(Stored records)
======
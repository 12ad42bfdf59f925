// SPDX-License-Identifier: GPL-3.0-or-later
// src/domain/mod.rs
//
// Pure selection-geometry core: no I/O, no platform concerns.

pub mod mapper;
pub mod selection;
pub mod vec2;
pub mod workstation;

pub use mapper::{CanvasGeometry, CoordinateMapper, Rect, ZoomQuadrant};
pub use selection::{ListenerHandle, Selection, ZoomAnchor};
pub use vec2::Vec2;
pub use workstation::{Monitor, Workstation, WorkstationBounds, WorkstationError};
======
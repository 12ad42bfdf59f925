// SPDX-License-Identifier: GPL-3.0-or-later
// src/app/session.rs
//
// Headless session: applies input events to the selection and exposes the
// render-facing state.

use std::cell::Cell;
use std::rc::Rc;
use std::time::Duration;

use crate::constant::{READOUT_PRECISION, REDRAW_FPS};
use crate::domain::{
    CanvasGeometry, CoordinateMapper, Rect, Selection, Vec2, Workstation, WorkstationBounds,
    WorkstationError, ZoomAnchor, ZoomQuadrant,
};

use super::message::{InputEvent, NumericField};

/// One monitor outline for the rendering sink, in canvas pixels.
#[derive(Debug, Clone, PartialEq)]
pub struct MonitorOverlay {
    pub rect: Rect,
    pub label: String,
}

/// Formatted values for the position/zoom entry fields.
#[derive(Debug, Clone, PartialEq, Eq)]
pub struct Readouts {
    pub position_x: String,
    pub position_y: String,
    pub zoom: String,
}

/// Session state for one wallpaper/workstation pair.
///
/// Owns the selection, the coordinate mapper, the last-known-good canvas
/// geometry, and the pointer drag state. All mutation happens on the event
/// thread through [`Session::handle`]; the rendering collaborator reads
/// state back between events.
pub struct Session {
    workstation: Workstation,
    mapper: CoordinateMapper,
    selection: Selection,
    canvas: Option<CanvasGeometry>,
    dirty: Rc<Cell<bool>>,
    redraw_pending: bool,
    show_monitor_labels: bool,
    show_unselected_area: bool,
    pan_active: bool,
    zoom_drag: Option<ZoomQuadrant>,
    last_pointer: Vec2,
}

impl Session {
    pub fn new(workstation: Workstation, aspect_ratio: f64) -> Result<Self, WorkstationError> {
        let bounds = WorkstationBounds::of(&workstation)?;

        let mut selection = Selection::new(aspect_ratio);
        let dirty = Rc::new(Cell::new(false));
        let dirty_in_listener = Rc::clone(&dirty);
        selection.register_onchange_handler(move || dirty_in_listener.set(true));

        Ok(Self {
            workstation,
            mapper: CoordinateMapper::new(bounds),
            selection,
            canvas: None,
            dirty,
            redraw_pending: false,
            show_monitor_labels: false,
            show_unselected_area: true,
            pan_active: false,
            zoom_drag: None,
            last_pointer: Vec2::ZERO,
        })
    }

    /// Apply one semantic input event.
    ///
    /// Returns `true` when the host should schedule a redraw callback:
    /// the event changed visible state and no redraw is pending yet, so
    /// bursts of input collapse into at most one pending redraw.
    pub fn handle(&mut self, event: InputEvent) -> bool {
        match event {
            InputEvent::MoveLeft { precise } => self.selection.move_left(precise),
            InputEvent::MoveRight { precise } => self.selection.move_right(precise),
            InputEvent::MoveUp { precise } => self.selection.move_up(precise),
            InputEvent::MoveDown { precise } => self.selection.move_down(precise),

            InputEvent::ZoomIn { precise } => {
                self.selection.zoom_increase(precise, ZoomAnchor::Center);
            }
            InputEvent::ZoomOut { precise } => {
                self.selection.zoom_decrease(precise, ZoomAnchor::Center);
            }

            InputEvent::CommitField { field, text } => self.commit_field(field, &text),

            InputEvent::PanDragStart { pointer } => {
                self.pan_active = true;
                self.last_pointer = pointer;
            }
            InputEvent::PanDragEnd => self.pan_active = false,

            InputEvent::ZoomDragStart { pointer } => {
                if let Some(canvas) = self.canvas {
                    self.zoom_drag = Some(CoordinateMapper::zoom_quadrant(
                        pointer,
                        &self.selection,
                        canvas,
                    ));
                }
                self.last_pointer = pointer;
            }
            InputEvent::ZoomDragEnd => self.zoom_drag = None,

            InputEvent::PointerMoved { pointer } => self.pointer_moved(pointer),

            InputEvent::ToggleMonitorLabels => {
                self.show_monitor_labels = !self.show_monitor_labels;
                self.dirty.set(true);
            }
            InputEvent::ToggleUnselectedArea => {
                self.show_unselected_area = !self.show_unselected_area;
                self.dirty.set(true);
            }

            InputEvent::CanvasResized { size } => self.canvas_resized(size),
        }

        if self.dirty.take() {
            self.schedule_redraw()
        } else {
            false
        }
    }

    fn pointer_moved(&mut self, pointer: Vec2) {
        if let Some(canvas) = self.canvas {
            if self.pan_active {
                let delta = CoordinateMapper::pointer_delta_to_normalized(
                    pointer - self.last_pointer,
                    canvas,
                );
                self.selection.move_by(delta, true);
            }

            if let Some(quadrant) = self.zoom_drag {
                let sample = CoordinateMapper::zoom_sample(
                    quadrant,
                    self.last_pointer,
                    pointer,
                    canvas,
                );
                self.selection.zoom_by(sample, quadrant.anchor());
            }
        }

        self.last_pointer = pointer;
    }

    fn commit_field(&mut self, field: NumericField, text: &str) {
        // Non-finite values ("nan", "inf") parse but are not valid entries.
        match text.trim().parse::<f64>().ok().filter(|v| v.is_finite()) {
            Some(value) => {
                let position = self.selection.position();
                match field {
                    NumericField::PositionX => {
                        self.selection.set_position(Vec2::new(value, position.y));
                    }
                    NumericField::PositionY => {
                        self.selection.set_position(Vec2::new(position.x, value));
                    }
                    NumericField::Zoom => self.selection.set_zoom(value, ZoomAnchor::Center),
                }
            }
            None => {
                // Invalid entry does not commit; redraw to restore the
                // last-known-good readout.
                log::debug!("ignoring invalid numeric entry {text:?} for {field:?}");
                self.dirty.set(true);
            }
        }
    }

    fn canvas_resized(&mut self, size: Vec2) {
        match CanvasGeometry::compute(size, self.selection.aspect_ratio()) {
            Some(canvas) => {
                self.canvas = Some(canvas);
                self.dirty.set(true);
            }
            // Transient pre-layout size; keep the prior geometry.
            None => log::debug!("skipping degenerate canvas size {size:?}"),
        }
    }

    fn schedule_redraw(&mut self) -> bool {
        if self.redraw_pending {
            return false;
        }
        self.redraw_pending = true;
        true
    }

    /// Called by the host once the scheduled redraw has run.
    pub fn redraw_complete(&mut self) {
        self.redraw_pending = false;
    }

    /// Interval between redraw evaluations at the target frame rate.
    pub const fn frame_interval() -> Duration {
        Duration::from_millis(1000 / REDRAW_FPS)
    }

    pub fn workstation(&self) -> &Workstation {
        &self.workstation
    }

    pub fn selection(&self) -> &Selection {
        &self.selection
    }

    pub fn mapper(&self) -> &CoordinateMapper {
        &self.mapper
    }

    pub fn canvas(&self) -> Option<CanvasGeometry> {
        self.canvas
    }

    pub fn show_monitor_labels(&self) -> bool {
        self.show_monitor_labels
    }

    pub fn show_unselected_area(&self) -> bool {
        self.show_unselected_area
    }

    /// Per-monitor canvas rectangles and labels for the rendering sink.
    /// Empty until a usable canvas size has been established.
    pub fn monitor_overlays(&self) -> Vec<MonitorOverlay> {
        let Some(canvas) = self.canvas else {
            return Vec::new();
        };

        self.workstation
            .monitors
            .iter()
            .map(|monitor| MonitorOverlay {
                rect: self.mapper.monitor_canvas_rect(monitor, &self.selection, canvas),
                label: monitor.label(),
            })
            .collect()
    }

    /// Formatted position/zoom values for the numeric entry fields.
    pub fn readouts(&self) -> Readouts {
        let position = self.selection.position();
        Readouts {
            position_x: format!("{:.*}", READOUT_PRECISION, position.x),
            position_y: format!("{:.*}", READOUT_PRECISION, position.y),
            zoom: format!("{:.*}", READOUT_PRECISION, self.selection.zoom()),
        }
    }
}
======
What the exercise asks
Could you copy every line in the records that holds "bool"?

Task result
    dirty: Rc<Cell<bool>>,
    redraw_pending: bool,
    show_monitor_labels: bool,
    show_unselected_area: bool,
    pan_active: bool,
    pub fn handle(&mut self, event: InputEvent) -> bool {
    fn schedule_redraw(&mut self) -> bool {
    pub fn show_monitor_labels(&self) -> bool {
    pub fn show_unselected_area(&self) -> bool {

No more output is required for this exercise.